Le lobby du cannabis gagne des batailes aux USA

Galvanisés par l'exemple du Colorado, dont les habitants peuvent désormais consommer du cannabis en toute quiétude, les militants de la cause s'attendent à ce que d'autres Etats américains légalisent la marijuana, même si leurs opposants continuent à livrer bataille.

Les reportages abondaient dans les médias américains en ce début d'année sur l'ouverture des premiers "coffee-shops" dans le Colorado. Suite à une loi votée en novembre, les consommateurs peuvent désormais y acheter légalement, à condition d'avoir au moins 21 ans, jusqu'à 28 grammes de cannabis à chaque visite.

L'Etat de Washington, sur les rives du Pacifique, devrait voir l'ouverture des premiers magasins de ce type dès le printemps.

Mais pour l'heure, la légalisation du cannabis n'est pas à l'ordre du jour au niveau fédéral.

Et John Hudak, du centre de réflexion Brookings de Washington, pense que l'essentiel de l'attention va porter sur la façon dont s'organise la vente de cannabis à des fins médicales, déjà légale et réglementée dans une vingtaine d'Etats.

"La plupart des Etats vont observer comment se déroulent les expériences menées au Colorado et dans l'Etat de Washington avant de prendre une quelconque initiative" sur l'usage du cannabis à des fins récréatives, explique-t-il à l'AFP.

En Alaska, les militants se disent "très confiants" quant à l'organisation d'un référendum sur sa légalisation au mois d'août, souligne Mason Tvert, directeur de la communication du Marijuana Policy Project, un groupe de pression pro-légalisation.

Des initiatives similaires, mais moins avancées, sont à l'étude en Arizona, en Californie, dans le Maine, au Massachusetts, au Montana, au Nevada et en Oregon, relève M. Tvert.

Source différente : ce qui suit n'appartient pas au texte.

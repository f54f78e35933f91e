use std::collections::HashMap;
use std::sync::Arc;

use chrono::{Local, NaiveDate};
use serde::Serialize;

use super::domain::{ClientProfile, DevelopmentStatus, SuggestionRecord, SuggestionStateView};
use super::ranking::{rank_suggestions, RankingMode};
use super::scoring::{PriorityEngine, PriorityScore, PriorityTier, ScoringConfig};
use super::store::{StateStorage, SuggestionStore};
use crate::board::importer::BoardDataset;

/// Service composing the priority engine, the suggestion store, and the
/// imported board dataset.
pub struct SuggestionBoardService<S> {
    engine: PriorityEngine,
    store: SuggestionStore<S>,
    dataset: Arc<BoardDataset>,
}

impl<S> SuggestionBoardService<S>
where
    S: StateStorage + 'static,
{
    pub fn new(storage: S, dataset: Arc<BoardDataset>, config: ScoringConfig) -> Self {
        Self {
            engine: PriorityEngine::new(config),
            store: SuggestionStore::new(storage),
            dataset,
        }
    }

    pub fn engine(&self) -> &PriorityEngine {
        &self.engine
    }

    pub fn store(&self) -> &SuggestionStore<S> {
        &self.store
    }

    pub fn dataset(&self) -> &BoardDataset {
        &self.dataset
    }

    /// Rank the board as of today. Archived suggestions are hidden unless
    /// `include_archived` is set.
    pub fn board(&self, mode: RankingMode, include_archived: bool) -> Vec<BoardEntry> {
        self.board_on(mode, include_archived, Local::now().date_naive())
    }

    pub fn board_on(
        &self,
        mode: RankingMode,
        include_archived: bool,
        today: NaiveDate,
    ) -> Vec<BoardEntry> {
        let visible: Vec<SuggestionRecord> = self
            .dataset
            .suggestions
            .iter()
            .filter(|record| include_archived || !self.store.is_archived(&record.id))
            .cloned()
            .collect();

        rank_suggestions(&self.engine, &visible, mode, today)
            .into_iter()
            .map(|ranked| {
                let state = self.store.state_view(&ranked.record.id);
                BoardEntry {
                    position: ranked.position,
                    record: ranked.record,
                    priority: ranked.priority,
                    ranking_score: ranked.ranking_score,
                    state,
                }
            })
            .collect()
    }

    /// Score an ad-hoc profile without touching the board.
    pub fn preview_score(&self, profile: &ClientProfile) -> PriorityScore {
        self.engine.score(profile)
    }
}

/// One row of the prioritized board joined with its administrative state.
#[derive(Debug, Clone, PartialEq, Eq, Serialize)]
pub struct BoardEntry {
    pub position: usize,
    pub record: SuggestionRecord,
    pub priority: PriorityScore,
    pub ranking_score: u32,
    pub state: SuggestionStateView,
}

#[derive(Debug, Clone, Serialize)]
pub struct TierCount {
    pub tier: PriorityTier,
    pub tier_label: &'static str,
    pub suggestions: usize,
}

#[derive(Debug, Clone, Serialize)]
pub struct StageCount {
    pub stage: DevelopmentStatus,
    pub stage_label: &'static str,
    pub suggestions: usize,
}

/// Per-tier and per-stage counts for a rendered board.
#[derive(Debug, Clone, Serialize)]
pub struct BoardSummary {
    pub tier_counts: Vec<TierCount>,
    pub stage_counts: Vec<StageCount>,
}

impl BoardSummary {
    /// Tally entries by tier and by delivery stage, in canonical order.
    /// Tiers and stages with no suggestions are omitted.
    pub fn of(entries: &[BoardEntry]) -> Self {
        let mut by_tier: HashMap<PriorityTier, usize> = HashMap::new();
        let mut by_stage: HashMap<DevelopmentStatus, usize> = HashMap::new();
        for entry in entries {
            *by_tier.entry(entry.priority.tier).or_default() += 1;
            *by_stage.entry(entry.state.development_status).or_default() += 1;
        }

        let tier_counts = PriorityTier::ordered()
            .into_iter()
            .filter_map(|tier| {
                by_tier.get(&tier).map(|count| TierCount {
                    tier,
                    tier_label: tier.label(),
                    suggestions: *count,
                })
            })
            .collect();

        let stage_counts = DevelopmentStatus::ordered()
            .into_iter()
            .filter_map(|stage| {
                by_stage.get(&stage).map(|count| StageCount {
                    stage,
                    stage_label: stage.label(),
                    suggestions: *count,
                })
            })
            .collect();

        Self {
            tier_counts,
            stage_counts,
        }
    }
}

En revanche, les militants du Delaware, d'Hawaii, du Maryland, du New Hampshire, du Rhode Island et du Vermont font déjà pression pour que les parlements locaux suivent l'exemple du Colorado et de l'Etat de Washington.

"Un joint par mois"

"Dans tout le pays, le soutien en faveur de la fin de l'interdiction de la marijuana n'a jamais été aussi élevé et nous nous attendons à ce que cela continue", assure M. Tvert.

Les sondages d'opinion lui donnent raison. Selon une enquête du mois d'octobre réalisée par Gallup, 58% des Américains se disent pour la légalisation de la marijuana.

A en croire un sondage de l'Institut national des drogues publié le mois dernier, 39,5% des lycéens américains de dernière année considèrent le cannabis comme dangereux, contre 44,1% il y a un an.

Face à ce changement de l'opinion publique, l'administration Obama avait donné en août dernier pour consigne aux procureurs fédéraux de ne pas s'en prendre aux individus dans les Etats ayant dépénalisé le cannabis, mais plutôt de s'attaquer aux réseaux.

Pour autant, les tenants du statu quo n'entendent pas baisser la garde.

"Je suis persuadé que le combat contre la légalisation n'est pas perdu", martèle Kevin Sabet, ancien conseiller de la Maison Blanche en matière de drogues, aujourd'hui directeur de Smart Approaches to Marijuana, une initiative lancée l'an dernier par l'ancien représentant Patrick Kennedy qui a été accro aux médicaments et à l'alcool par le passé.

Kevin Sabet s'alarme de ce que la légalisation du cannabis pourrait engendrer une industrie aussi puissante que celle du tabac, capable de résister pendant des années à toute tentative de régulation.

Des entreprises liées à l'industrie du cannabis ont d'ailleurs vu leurs actions bondir jeudi aux Etats-Unis, dans le sillage de l'entrée en vigueur de la vente de marijuana au Colorado.

"Quand on parle de cette tendance (à la légalisation), on ne parle pas de hippies qui veulent fumer un joint par mois", lance M. Sabet.

"On parle de l'avènement d'une industrie très importante qui a pour point de départ la marijuana et s'étend à d'autres drogues. Je pense que les gens vont bientôt ouvrir les yeux", martèle-t-il.

La police abonde dans le même sens. L'association internationale des chefs de police, un groupement qui représente les patrons des polices américaines locales, a ainsi mis en garde contre une hausse des accidents de la route liés à "la drogue au volant".